El primer cabo. El mundo es aterrador. La explicación de la naturaleza de Becker tiene poco en común con Walt Disney, por decir algo. La madre naturaleza es una brutal ramera, de fauces y garras rojas como la sangre, que destruye lo que crea. Vivimos, dice, en una creación en la que la actividad rutinaria de los organismos es descuartizar a otros con los dientes, de todas las maneras posibles: mordiendo, triturando carne, tallos de plantas y huesos entre los molares, engullendo vorazmente la pulpa hacia el esófago con fruición, incorporando su esencia en nuestro propio organismo para defecar después los residuos con fetidez nauseabunda y ventosidades.

El segundo cabo. La motivación básica del comportamiento humano es la necesidad biológica de controlar nuestra ansiedad básica, de negar el terror a la muerte. Los seres humanos somos ansiosos por naturaleza porque, en última instancia, nos encontramos indefensos y abandonados en un mundo donde nuestro destino es morir. «Este es el terror de haber emergido de la nada, tener un nombre, conciencia de sí mismo, sentimientos íntimos profundos, un agudísimo anhelo de vivir y autoexpresarse, y, sin embargo, pese a todo esto, morir».
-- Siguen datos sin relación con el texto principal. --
impl<S: ConfigSchema> TypedConfig<S> {
    /// Build an instance from keyword arguments.
    ///
    /// Fields that are not supplied take their declared default; a field with
    /// no default must be supplied.
    pub fn construct(args: impl IntoIterator<Item = ConfigArg>) -> Result<Self, ConfigError> {
        debug_assert!(
            validate_schema::<S>().is_ok(),
            "{} has an invalid field declaration",
            S::NAME
        );
        let mut supplied: Vec<Option<Value>> = vec![None; S::FIELDS.len()];

        for arg in args {
            let (name, value) = match arg {
                ConfigArg::Keyword(name, value) => (name, value),
                ConfigArg::Positional(value) => {
                    return Err(ConfigError::Usage(format!(
                        "{} only accepts keyword arguments (got positional value {value})",
                        S::NAME
                    )));
                }
            };

            let idx = field_index::<S>(&name).ok_or_else(|| ConfigError::UnknownField {
                config: S::NAME,
                field: name.clone(),
            })?;
            let slot = &mut supplied[idx];
            if slot.is_some() {
                return Err(ConfigError::Usage(format!(
                    "{} got multiple values for keyword argument `{name}`",
                    S::NAME
                )));
            }
            *slot = Some(check_value::<S>(&S::FIELDS[idx], value)?);
        }

        let mut values = Vec::with_capacity(S::FIELDS.len());
        for (spec, slot) in S::FIELDS.iter().zip(supplied) {
            let value = match slot {
                Some(v) => v,
                None => {
                    let default = spec.default.ok_or_else(|| {
                        ConfigError::Usage(format!(
                            "{} missing required keyword argument `{}`",
                            S::NAME,
                            spec.name
                        ))
                    })?;
                    check_value::<S>(spec, default.to_value())?
                }
            };
            values.push(value);
        }

        Ok(Self {
            values,
            _schema: PhantomData,
        })
    }

    /// Build an instance holding every declared default.
    pub fn with_defaults() -> Result<Self, ConfigError> {
        Self::construct(std::iter::empty())
    }

    /// Override a single field, returning the previous value.
    ///
    /// On error the instance is left unchanged.
    pub fn update(&mut self, field: &str, raw: impl Into<Value>) -> Result<Value, ConfigError> {
        let idx = field_index::<S>(field).ok_or_else(|| ConfigError::UnknownField {
            config: S::NAME,
            field: field.to_string(),
        })?;
        let spec = &S::FIELDS[idx];

        let mut value = raw.into();
        if spec.ty == TypeTag::Bool {
            value = coerce_bool_text(value);
        }
        let value = check_value::<S>(spec, value)?;

        log::info!("Overriding hyperparameter: {field} = {}", value.plain());
        Ok(std::mem::replace(&mut self.values[idx], value))
    }

    /// Field name to current value, in declaration order.
    pub fn serialize(&self) -> ConfigMap {
        ConfigMap {
            entries: S::FIELDS
                .iter()
                .map(|spec| spec.name)
                .zip(self.values.iter().cloned())
                .collect(),
        }
    }

    pub fn get(&self, field: &str) -> Option<&Value> {
        field_index::<S>(field).map(|idx| &self.values[idx])
    }

    pub fn get_bool(&self, field: &str) -> Option<bool> {
        self.get(field).and_then(Value::as_bool)
    }

    pub fn get_int(&self, field: &str) -> Option<i64> {
        self.get(field).and_then(Value::as_int)
    }

    pub fn get_float(&self, field: &str) -> Option<f64> {
        self.get(field).and_then(Value::as_float)
    }

    pub fn get_str(&self, field: &str) -> Option<&str> {
        self.get(field).and_then(Value::as_str)
    }

    pub fn name(&self) -> &'static str {
        S::NAME
    }

    pub fn schema(&self) -> &'static [FieldSpec] {
        S::FIELDS
    }

    /// Pretty-printed JSON object of the current values.
    pub fn to_json(&self) -> Result<String, serde_json::Error> {
        serde_json::to_string_pretty(&self.serialize())
    }
}

impl<S: ConfigSchema> Clone for TypedConfig<S> {
    fn clone(&self) -> Self {
        Self {
            values: self.values.clone(),
            _schema: PhantomData,
        }
    }
}

impl<S: ConfigSchema> fmt::Debug for TypedConfig<S> {
    fn fmt(&self, f: &mut fmt::Formatter<'_>) -> fmt::Result {
        let mut s = f.debug_struct(S::NAME);
        for (spec, value) in S::FIELDS.iter().zip(&self.values) {
            s.field(spec.name, value);
        }
        s.finish()
    }
}

impl<S: ConfigSchema> fmt::Display for TypedConfig<S> {
    fn fmt(&self, f: &mut fmt::Formatter<'_>) -> fmt::Result {
        write!(f, "{}: {}", S::NAME, self.serialize())
    }
}

/// Ordered field-name to value mapping produced by [`TypedConfig::serialize`].
#[derive(Debug, Clone, PartialEq)]
pub struct ConfigMap {
    entries: Vec<(&'static str, Value)>,
}

impl ConfigMap {
    pub fn get(&self, key: &str) -> Option<&Value> {
        self.entries.iter().find(|(k, _)| *k == key).map(|(_, v)| v)
    }

    pub fn contains_key(&self, key: &str) -> bool {
        self.get(key).is_some()
    }

    pub fn keys(&self) -> impl Iterator<Item = &'static str> + '_ {
        self.entries.iter().map(|(k, _)| *k)
    }

    pub fn iter(&self) -> impl Iterator<Item = (&'static str, &Value)> {
        self.entries.iter().map(|(k, v)| (*k, v))
    }

    pub fn len(&self) -> usize {
        self.entries.len()
    }

    pub fn is_empty(&self) -> bool {
        self.entries.is_empty()
    }
}

impl fmt::Display for ConfigMap {
    fn fmt(&self, f: &mut fmt::Formatter<'_>) -> fmt::Result {
        f.write_str("{")?;
        for (i, (k, v)) in self.entries.iter().enumerate() {
            if i > 0 {
                f.write_str(", ")?;
            }
            write!(f, "{k:?}: {v}")?;
        }
        f.write_str("}")
    }
}

impl Serialize for ConfigMap {
    fn serialize<Ser: Serializer>(&self, serializer: Ser) -> Result<Ser::Ok, Ser::Error> {
        let mut map = serializer.serialize_map(Some(self.entries.len()))?;
        for (k, v) in &self.entries {
            map.serialize_entry(k, v)?;
        }
        map.end()
    }
}

/// Check a schema table for duplicate names and invalid enum sets.
///
/// Defaults are checked separately by construction.
pub fn validate_schema<S: ConfigSchema>() -> Result<(), ConfigError> {
    let mut seen = HashSet::new();
    for spec in S::FIELDS {
        if !seen.insert(spec.name) {
            return Err(ConfigError::Usage(format!(
                "{} declares field `{}` twice",
                S::NAME,
                spec.name
            )));
        }
        if let TypeTag::Enum(values) = spec.ty {
            if values.is_empty() {
                return Err(ConfigError::Usage(format!(
                    "{} field `{}` declares an empty value set",
                    S::NAME,
                    spec.name
                )));
            }
        }
    }
    Ok(())
}

fn field_index<S: ConfigSchema>(name: &str) -> Option<usize> {
    S::FIELDS.iter().position(|spec| spec.name == name)
}

fn coerce_bool_text(value: Value) -> Value {
    match value {
        Value::Str(s) if s.eq_ignore_ascii_case("true") => Value::Bool(true),
        Value::Str(s) if s.eq_ignore_ascii_case("false") => Value::Bool(false),
        other => other,
    }
}

/// Widen then validate `value` against `spec`.
fn check_value<S: ConfigSchema>(spec: &FieldSpec, value: Value) -> Result<Value, ConfigError> {
    let value = match (spec.ty, value) {
        (TypeTag::Float, Value::Int(i)) => Value::Float(i as f64),
        (_, v) => v,
    };

    let expected = match spec.ty {
        TypeTag::Bool => ValueKind::Bool,
        TypeTag::Int => ValueKind::Int,
        TypeTag::Float => ValueKind::Float,
        TypeTag::Str => ValueKind::Str,
        TypeTag::Enum(allowed) => {
            let same_kind = allowed.first().is_some_and(|first| first.kind() == value.kind());
            if same_kind && allowed.iter().any(|lit| value == *lit) {
                return Ok(value);
            }
            return Err(ConfigError::InvalidEnumValue {
                config: S::NAME,
                field: spec.name.to_string(),
                value: value.to_string(),
                allowed: format_literals(allowed),
            });
        }
    };

    if value.kind() != expected {
        return Err(ConfigError::TypeMismatch {
            config: S::NAME,
            field: spec.name.to_string(),
            expected: expected.to_string(),
            value: format!("{value} ({})", value.kind()),
        });
    }
    Ok(value)
}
Elizabeth Kübler-Ross y Ernest Becker fueron unos aliados insólitos que fomentaron la revolución cultural que sacó a la luz la muerte y el proceso de morir. Al mismo tiempo que Kübler-Ross nos autorizaba a practicar el arte de morir con gracia, Becker nos enseñaba que el pasmo, el miedo y la ansiedad ontologica eran los acompañantes naturales de contemplar el hecho de la muerte.
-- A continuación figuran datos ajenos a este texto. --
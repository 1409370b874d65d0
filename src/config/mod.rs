//! Typed configuration records.
//!
//! - schema declaration + validated construction/update (`typed`)
//! - `--key=value` command-line overrides (`overrides`)
//! - the pipeline's concrete records (`presets`)

pub mod overrides;
pub mod presets;
pub mod typed;

pub use overrides::{apply_cli_arguments, apply_process_arguments, parse_literal};
pub use presets::{ModelConfig, ModelSettings, TrainConfig, TrainSettings};
pub use typed::{ConfigArg, ConfigMap, ConfigSchema, TypedConfig, validate_schema};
El tercer cabo. Puesto que el terror a la muerte es avasallador, conspiramos para mantenerlo inconsciente. «La mentira vital del carácter» es la primera línea de defensa que nos protege contra la dolorosa conciencia de nuestra indefensión. Todos los niños toman prestado poder de los, adultos y crean una personalidad introyectando las cualidades del ser divino. Si soy como mi todopoderoso padre, no moriré. Mientras obedecemos a los mecanismos de defensa de nuestra personalidad, nos sentimos a salvo y creemos que el mundo es manejable; es lo que Wilhelm Reich denominó «la coraza del carácter». Pero el precio que pagamos es alto. Reprimimos nuestros cuerpos para adquirir un alma que el tiempo no puede destruir; sacrificamos el placer para comprar inmortalidad; nos encerramos en nosotros mismos para evitar la muerte. Y la vida se nos escapa mientras nos hacemos fuertes en el interior de la fortificación que es el carácter.
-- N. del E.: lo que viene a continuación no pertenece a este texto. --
//! Error types.
//!
//! `AppError` is the binary-facing error: a message plus a process exit code.
//! Library modules return the typed errors below and convert at the boundary:
//!
//! - `ConfigError` (exit code 2): usage and configuration schema failures
//! - `ContractError` (exit code 3): data reader contract failures
//! - download/network failures are raised directly as `AppError` (exit code 4)

use std::path::PathBuf;

#[derive(Clone)]
pub struct AppError {
    exit_code: u8,
    message: String,
}

impl AppError {
    pub fn new(exit_code: u8, message: impl Into<String>) -> Self {
        Self {
            exit_code,
            message: message.into(),
        }
    }

    pub fn exit_code(&self) -> u8 {
        self.exit_code
    }
}

impl std::fmt::Display for AppError {
    fn fmt(&self, f: &mut std::fmt::Formatter<'_>) -> std::fmt::Result {
        write!(f, "{}", self.message)
    }
}

impl std::fmt::Debug for AppError {
    fn fmt(&self, f: &mut std::fmt::Formatter<'_>) -> std::fmt::Result {
        f.debug_struct("AppError")
            .field("exit_code", &self.exit_code)
            .field("message", &self.message)
            .finish()
    }
}

impl std::error::Error for AppError {}

/// Failures raised while constructing or updating a typed configuration.
#[derive(Debug, Clone, PartialEq, thiserror::Error)]
pub enum ConfigError {
    /// Malformed CLI invocation or non-keyword construction.
    #[error("usage error: {0}")]
    Usage(String),

    /// The field is not part of the configuration schema.
    #[error("unknown {config} field `{field}`")]
    UnknownField { config: &'static str, field: String },

    /// The value's kind does not match the declared field type.
    #[error("{config} type mismatch, key: ({field}) expect type: {expected}, pass value: {value}")]
    TypeMismatch {
        config: &'static str,
        field: String,
        expected: String,
        value: String,
    },

    /// The value is not a member of the field's closed enumeration.
    #[error("{config} field `{field}`: {value} not in [{allowed}]")]
    InvalidEnumValue {
        config: &'static str,
        field: String,
        value: String,
        allowed: String,
    },
}

/// Which contract list a column was declared in.
#[derive(Debug, Clone, Copy, PartialEq, Eq)]
pub enum ColumnRole {
    Numerical,
    Categorical,
}

impl ColumnRole {
    pub fn list_name(self) -> &'static str {
        match self {
            ColumnRole::Numerical => "ensure_numerical_cols",
            ColumnRole::Categorical => "ensure_categorical_cols",
        }
    }
}

/// Failures raised by the contracted read orchestrator.
#[derive(Debug, Clone, PartialEq, thiserror::Error)]
pub enum ContractError {
    /// The reader's declared column lists are malformed or overlap.
    #[error("invalid reader contract: {0}")]
    Declaration(String),

    /// The reader returned something that is not a well-formed table.
    #[error("`read_data_file` must return a well-formed table: {0}")]
    ResultType(String),

    /// A declared column is absent from the result.
    #[error("{}: `{column}` not in data columns", .role.list_name())]
    MissingColumn { column: String, role: ColumnRole },

    /// A declared column could not be coerced to its required representation.
    /// `row` counts data rows from 0, header excluded.
    #[error("failed to coerce column [{column}] to {target}: data row {row} (0-based) has value {value:?}")]
    ColumnCoercion {
        column: String,
        target: &'static str,
        row: usize,
        value: String,
    },

    /// The concrete reader failed to produce a table at all.
    #[error("failed to read '{}': {message}", .path.display())]
    Read { path: PathBuf, message: String },
}

impl From<ConfigError> for AppError {
    fn from(err: ConfigError) -> Self {
        AppError::new(2, err.to_string())
    }
}

impl From<ContractError> for AppError {
    fn from(err: ContractError) -> Self {
        AppError::new(3, err.to_string())
    }
}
La sociedad nos suministra una segunda línea de defensa contra nuestra impotencia innata creando un sistema de héroes que nos permite creer que transcendemos la muerte al participar en algo de un valor duradero. Alcanzamos un substituto de la inmortalidad al sacrificamos para conquistar un imperio, construir un templo, escribir un libro, constituir una familia, acumular una fortuna, promover el progreso y la prosperidad, crear una sociedad de la información y un libre mercado global. Puesto que la tarea principal de la vida humana es el heroísmo y trascender la muerte, todas las culturas tienen que proveer a sus miembros con un complicado sistema simbólico que es secretamente religioso. Lo que significa que los conflictos ideológicos entre las culturas son en su esencia batallas entre proyectos de inmortalidad, guerras santas.

Una de las contribuciones más duraderas de Becker a la psicología social ha sido la de ayudamos a entender que lo que impulsa a las corporaciones y a las naciones son motivos inconscientes que poco tienen que ver con los objetivos que declaran. Organizar una matanza en el campo de los negocios o en el de batalla, por lo común, tiene menos relación con las necesidades económicas o la realidad política que con la necesidad de convencemos a nosotros mismos de que hemos conseguido algo de un valor duradero. Pensemos, por ejemplo, en la guerra del Vietnam, donde lo que movió a Estados Unidos no fue ninguna realidad económica o intereses políticos sino la abrumadora necesidad de derrotar al «comunismo ateo».